▶ _WORK TO BE COMPLETED_: Your reply should be one number: how many lines of the records below contain the string "optionally".
----------
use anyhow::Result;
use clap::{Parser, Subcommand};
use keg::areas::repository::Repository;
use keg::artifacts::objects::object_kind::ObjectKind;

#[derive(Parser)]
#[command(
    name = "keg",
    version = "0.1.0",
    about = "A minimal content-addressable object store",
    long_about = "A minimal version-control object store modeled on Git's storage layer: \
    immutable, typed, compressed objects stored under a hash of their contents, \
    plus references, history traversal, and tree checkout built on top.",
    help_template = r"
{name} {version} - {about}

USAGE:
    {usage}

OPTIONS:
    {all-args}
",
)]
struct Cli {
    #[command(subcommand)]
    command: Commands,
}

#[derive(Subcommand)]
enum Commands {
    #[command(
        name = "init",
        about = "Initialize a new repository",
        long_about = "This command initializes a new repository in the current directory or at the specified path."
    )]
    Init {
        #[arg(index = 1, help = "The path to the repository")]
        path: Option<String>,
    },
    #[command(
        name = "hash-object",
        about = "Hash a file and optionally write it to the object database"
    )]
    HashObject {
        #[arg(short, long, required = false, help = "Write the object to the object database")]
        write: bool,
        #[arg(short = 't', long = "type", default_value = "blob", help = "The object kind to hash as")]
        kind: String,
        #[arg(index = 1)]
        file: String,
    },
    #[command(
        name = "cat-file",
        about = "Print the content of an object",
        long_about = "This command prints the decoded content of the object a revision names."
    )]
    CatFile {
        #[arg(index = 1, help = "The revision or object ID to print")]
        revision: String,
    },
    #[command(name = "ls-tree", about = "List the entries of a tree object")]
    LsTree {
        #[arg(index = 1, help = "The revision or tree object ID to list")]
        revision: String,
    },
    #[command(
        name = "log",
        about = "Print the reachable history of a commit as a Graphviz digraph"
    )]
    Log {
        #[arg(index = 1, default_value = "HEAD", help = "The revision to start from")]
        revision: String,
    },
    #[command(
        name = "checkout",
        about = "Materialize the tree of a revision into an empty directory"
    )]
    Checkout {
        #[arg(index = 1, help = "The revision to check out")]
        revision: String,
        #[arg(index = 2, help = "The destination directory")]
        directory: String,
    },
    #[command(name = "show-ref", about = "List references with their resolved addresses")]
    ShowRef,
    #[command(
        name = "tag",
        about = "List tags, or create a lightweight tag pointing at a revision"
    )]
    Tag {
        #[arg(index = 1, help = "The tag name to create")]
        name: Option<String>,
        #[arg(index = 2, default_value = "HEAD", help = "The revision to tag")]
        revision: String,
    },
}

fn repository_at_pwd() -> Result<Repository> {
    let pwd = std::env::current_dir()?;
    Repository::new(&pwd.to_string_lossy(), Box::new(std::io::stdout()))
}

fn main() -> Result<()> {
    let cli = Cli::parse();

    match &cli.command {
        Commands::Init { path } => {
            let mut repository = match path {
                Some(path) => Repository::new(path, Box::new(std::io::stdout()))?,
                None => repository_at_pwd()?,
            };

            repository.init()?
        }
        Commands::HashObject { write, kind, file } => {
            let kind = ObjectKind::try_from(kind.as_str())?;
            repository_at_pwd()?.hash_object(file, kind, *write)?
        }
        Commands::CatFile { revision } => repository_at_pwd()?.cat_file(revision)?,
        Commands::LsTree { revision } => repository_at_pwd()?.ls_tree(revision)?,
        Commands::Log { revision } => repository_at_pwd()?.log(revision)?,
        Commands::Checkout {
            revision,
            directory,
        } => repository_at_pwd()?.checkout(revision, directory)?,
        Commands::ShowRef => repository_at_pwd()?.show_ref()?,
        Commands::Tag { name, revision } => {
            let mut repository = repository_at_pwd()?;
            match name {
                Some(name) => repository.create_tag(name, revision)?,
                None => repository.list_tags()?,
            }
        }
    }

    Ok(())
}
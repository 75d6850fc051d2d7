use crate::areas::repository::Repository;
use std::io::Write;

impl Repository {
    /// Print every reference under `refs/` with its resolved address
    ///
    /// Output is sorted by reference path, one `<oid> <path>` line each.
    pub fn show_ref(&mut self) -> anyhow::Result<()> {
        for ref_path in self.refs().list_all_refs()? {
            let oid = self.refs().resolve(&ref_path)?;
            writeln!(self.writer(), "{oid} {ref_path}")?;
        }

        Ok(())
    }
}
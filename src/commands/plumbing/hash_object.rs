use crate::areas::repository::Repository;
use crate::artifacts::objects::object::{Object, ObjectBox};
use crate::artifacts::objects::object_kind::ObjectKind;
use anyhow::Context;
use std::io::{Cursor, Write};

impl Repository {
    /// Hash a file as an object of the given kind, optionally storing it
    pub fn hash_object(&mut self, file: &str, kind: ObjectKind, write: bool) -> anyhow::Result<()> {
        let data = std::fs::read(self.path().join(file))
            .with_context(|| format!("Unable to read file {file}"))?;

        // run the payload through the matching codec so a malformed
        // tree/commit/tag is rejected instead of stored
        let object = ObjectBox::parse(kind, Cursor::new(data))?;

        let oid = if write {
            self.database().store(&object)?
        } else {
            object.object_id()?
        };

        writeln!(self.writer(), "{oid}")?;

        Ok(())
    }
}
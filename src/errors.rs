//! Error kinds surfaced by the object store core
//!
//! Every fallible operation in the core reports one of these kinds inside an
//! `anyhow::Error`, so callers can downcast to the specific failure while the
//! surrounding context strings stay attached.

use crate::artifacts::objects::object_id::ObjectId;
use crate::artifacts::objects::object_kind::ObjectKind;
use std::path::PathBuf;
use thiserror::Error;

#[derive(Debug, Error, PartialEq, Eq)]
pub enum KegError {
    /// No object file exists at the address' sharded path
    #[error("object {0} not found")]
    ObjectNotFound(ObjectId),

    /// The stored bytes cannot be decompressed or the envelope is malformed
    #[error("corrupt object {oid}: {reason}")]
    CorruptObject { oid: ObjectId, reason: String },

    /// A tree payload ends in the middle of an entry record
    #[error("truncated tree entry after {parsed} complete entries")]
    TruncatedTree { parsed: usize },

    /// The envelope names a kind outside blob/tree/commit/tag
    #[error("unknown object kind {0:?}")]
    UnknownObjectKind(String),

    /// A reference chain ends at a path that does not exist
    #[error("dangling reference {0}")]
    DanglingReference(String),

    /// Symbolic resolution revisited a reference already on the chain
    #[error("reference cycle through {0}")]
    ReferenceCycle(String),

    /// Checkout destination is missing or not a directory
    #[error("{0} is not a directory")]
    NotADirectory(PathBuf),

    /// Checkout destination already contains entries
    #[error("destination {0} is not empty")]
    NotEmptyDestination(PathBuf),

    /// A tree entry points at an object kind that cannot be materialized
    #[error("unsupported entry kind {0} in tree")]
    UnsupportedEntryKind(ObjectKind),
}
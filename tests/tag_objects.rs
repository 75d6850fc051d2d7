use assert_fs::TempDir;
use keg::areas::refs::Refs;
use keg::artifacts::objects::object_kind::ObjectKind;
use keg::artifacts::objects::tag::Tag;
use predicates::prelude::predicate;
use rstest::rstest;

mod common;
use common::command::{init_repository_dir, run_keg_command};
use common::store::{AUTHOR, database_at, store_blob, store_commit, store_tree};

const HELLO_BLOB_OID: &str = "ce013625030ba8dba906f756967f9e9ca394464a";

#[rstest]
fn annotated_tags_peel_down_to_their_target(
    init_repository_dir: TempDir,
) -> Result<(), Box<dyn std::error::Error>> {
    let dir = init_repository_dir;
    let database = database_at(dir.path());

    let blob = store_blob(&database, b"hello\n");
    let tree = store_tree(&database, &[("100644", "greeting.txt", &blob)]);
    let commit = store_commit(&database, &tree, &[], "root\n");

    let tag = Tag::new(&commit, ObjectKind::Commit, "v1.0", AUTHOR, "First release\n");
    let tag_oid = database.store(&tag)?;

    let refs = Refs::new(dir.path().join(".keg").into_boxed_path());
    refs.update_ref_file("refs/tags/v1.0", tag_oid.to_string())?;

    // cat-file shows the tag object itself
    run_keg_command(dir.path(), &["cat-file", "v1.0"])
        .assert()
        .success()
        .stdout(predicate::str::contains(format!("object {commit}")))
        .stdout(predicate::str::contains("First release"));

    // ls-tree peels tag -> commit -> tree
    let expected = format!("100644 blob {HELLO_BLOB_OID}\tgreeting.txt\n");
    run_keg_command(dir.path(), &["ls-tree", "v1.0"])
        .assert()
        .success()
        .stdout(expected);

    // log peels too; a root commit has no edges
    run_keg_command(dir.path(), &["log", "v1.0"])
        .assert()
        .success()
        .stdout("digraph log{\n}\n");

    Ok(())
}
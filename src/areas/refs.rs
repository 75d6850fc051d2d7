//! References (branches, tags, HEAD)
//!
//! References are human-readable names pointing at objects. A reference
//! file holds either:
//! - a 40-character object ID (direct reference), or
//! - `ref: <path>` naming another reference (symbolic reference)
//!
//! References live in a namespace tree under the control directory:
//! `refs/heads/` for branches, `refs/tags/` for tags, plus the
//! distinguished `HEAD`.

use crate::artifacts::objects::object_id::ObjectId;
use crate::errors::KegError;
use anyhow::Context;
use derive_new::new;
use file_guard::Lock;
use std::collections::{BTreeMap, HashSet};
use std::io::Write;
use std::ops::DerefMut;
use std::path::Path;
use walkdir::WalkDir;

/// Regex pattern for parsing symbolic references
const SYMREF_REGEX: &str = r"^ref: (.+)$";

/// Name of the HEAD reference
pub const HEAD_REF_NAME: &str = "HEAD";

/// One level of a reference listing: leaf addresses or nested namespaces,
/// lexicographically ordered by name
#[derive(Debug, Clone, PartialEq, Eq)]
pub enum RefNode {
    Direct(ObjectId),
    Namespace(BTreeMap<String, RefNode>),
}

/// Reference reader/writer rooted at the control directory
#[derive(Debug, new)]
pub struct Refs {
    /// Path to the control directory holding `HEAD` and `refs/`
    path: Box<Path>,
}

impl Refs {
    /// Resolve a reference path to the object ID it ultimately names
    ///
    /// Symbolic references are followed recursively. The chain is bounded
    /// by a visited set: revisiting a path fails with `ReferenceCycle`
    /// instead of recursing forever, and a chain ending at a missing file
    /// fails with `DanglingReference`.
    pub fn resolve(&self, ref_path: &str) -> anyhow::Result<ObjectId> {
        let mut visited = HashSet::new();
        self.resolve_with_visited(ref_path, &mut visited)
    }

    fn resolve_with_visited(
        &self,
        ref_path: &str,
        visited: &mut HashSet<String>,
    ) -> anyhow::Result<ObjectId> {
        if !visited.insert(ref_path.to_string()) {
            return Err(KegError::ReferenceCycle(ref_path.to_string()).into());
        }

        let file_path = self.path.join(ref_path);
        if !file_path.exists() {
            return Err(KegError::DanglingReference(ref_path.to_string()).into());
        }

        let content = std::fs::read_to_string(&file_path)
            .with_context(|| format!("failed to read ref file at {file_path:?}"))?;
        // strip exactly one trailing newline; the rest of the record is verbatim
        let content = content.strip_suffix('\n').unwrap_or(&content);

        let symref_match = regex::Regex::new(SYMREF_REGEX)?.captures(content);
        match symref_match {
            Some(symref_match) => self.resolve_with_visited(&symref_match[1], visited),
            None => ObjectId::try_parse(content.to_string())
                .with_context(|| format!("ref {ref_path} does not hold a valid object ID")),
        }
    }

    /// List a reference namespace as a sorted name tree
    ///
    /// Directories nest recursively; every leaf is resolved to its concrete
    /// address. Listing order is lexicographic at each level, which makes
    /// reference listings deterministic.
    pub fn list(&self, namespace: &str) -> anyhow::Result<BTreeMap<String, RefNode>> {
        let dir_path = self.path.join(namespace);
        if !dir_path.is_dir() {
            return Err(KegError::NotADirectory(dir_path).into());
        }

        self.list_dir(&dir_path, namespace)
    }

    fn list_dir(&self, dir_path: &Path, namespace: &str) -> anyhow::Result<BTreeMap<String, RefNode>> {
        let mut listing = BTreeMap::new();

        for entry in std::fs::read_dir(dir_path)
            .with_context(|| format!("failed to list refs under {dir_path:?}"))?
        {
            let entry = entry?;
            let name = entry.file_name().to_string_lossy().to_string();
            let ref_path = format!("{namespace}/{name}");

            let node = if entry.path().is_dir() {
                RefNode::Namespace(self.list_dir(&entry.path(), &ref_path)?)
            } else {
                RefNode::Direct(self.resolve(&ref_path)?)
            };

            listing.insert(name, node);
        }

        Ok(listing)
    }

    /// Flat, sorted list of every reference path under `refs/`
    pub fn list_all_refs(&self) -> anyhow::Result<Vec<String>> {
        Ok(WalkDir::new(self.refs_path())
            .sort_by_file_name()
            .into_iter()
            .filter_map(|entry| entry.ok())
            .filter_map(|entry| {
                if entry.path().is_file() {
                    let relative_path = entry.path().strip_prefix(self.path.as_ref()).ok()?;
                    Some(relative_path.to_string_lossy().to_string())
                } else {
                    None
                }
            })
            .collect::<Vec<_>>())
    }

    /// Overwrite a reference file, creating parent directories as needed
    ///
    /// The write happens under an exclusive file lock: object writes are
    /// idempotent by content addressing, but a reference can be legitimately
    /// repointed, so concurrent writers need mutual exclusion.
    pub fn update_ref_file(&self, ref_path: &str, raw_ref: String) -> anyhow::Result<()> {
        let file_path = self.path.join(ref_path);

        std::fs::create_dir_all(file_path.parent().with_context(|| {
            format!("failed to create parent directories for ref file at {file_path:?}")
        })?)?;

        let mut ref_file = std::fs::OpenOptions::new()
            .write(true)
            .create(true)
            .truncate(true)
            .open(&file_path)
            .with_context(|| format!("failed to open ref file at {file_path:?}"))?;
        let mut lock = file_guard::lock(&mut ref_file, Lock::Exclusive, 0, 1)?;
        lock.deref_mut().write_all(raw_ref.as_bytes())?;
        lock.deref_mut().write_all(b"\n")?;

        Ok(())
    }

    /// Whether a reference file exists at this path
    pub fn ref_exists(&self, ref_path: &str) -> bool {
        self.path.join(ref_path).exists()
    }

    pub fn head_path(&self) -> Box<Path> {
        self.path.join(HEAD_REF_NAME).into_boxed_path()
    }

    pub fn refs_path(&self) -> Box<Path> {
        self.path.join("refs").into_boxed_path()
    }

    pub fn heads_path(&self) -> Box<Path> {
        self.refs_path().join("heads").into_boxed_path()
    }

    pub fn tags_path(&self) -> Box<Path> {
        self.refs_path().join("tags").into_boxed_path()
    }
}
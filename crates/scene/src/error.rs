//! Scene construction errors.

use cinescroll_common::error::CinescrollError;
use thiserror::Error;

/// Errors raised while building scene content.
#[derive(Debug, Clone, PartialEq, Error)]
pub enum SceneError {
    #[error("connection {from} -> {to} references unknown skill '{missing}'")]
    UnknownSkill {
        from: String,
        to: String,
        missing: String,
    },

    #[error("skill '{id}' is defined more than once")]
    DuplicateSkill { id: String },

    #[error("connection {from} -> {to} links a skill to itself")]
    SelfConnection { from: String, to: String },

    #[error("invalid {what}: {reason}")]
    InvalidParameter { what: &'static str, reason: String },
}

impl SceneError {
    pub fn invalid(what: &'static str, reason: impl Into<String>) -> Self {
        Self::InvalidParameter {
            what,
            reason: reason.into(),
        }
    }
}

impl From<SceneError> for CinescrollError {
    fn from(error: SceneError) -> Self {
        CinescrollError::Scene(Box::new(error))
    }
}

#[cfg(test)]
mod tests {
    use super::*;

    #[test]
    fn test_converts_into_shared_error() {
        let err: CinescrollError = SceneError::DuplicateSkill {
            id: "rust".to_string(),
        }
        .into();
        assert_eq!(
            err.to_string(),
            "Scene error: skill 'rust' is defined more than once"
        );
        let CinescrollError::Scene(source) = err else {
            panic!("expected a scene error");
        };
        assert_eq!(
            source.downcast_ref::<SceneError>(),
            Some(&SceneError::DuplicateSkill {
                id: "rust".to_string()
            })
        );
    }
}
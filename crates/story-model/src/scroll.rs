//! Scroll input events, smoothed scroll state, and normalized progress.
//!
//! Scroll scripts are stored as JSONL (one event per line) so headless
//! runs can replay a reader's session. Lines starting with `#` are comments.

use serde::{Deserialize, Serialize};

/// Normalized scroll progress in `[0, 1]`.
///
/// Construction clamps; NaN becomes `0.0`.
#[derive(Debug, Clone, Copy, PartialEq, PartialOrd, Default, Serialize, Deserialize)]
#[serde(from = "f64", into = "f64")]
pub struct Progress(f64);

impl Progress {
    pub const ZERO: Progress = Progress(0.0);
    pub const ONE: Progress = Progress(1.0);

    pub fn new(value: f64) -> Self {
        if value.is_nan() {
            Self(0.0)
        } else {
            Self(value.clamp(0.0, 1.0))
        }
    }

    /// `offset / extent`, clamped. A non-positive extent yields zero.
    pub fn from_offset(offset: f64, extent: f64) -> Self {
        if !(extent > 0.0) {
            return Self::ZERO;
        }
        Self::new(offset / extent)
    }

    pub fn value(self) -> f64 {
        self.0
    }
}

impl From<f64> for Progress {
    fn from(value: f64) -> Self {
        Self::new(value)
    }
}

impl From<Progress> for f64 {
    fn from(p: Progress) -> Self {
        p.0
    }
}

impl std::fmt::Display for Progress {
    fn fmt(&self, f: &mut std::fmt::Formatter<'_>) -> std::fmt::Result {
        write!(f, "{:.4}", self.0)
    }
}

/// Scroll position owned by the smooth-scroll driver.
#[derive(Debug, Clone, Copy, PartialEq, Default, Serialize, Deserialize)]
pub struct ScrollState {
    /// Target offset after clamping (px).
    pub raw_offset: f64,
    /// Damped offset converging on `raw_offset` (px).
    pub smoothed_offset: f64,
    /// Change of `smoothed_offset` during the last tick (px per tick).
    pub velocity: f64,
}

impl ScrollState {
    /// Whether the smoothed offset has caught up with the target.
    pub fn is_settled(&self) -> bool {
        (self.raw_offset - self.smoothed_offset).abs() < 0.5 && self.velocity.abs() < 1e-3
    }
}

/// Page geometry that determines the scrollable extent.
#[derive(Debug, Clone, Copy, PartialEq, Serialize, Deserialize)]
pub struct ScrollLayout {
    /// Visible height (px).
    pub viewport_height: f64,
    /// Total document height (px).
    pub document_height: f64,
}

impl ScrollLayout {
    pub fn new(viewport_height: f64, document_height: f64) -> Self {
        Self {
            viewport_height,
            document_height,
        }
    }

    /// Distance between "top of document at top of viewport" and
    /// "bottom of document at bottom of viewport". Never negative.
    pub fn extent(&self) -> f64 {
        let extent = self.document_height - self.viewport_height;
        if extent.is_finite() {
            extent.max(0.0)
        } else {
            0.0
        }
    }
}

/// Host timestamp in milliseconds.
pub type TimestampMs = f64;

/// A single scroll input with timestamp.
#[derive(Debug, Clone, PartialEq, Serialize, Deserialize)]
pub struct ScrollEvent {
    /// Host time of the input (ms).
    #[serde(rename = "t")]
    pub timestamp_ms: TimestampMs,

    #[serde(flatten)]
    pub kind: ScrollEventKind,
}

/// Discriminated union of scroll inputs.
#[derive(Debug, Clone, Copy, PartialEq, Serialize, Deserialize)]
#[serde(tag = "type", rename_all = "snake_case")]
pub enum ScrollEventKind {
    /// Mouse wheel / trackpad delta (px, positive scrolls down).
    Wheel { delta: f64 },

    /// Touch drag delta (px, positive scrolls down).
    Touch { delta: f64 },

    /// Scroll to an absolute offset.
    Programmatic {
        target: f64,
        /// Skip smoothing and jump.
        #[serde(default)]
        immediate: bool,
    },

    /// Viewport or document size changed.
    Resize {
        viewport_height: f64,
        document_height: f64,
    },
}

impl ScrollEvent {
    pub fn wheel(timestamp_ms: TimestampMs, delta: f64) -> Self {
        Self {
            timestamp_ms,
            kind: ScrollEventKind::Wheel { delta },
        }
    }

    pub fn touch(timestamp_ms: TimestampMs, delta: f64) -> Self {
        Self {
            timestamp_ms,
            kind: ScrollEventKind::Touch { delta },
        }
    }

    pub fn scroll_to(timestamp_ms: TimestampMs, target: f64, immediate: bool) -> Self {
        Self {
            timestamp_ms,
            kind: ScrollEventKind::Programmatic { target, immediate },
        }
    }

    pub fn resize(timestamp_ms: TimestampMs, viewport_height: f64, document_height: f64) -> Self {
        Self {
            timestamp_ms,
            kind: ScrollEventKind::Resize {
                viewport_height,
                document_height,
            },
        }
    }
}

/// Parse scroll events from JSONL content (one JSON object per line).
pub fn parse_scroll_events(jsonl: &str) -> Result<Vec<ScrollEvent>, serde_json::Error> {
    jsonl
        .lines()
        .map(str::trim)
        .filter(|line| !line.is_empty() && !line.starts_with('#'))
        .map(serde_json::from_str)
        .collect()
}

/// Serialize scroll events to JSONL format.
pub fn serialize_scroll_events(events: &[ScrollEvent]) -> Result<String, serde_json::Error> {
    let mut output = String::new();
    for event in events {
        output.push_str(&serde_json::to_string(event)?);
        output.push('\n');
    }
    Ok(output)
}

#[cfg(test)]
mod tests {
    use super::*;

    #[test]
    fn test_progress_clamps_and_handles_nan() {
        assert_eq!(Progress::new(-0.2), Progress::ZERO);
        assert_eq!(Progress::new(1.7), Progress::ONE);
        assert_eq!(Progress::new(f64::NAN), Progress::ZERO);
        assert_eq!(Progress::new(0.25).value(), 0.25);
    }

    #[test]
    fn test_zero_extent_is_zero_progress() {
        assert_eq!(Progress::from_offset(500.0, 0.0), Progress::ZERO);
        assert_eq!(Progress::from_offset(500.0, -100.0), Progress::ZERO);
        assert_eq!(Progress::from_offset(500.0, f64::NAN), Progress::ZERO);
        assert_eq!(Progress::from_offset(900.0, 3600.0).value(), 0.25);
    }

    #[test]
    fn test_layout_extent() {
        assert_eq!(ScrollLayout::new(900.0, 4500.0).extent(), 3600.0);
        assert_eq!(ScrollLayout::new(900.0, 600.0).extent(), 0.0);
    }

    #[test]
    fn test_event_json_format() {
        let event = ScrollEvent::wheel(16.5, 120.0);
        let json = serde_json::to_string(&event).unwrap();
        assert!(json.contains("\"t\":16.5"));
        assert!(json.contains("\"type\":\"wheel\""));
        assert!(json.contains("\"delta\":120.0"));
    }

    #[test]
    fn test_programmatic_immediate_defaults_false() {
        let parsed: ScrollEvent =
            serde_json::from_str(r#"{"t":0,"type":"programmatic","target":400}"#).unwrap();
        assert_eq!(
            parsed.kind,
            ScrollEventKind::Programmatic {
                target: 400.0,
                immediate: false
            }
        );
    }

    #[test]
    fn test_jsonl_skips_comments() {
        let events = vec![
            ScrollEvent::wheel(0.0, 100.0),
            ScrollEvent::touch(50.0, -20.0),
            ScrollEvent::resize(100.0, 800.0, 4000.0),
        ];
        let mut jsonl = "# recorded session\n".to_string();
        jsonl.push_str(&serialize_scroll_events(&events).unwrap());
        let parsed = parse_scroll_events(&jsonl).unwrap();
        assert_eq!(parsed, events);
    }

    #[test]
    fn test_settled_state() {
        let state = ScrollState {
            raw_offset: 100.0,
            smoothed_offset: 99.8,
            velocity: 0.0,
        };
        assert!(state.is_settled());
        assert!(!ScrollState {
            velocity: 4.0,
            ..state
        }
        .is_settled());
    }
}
----------
▶ _RESULT OF THIS EXERCISE_: 2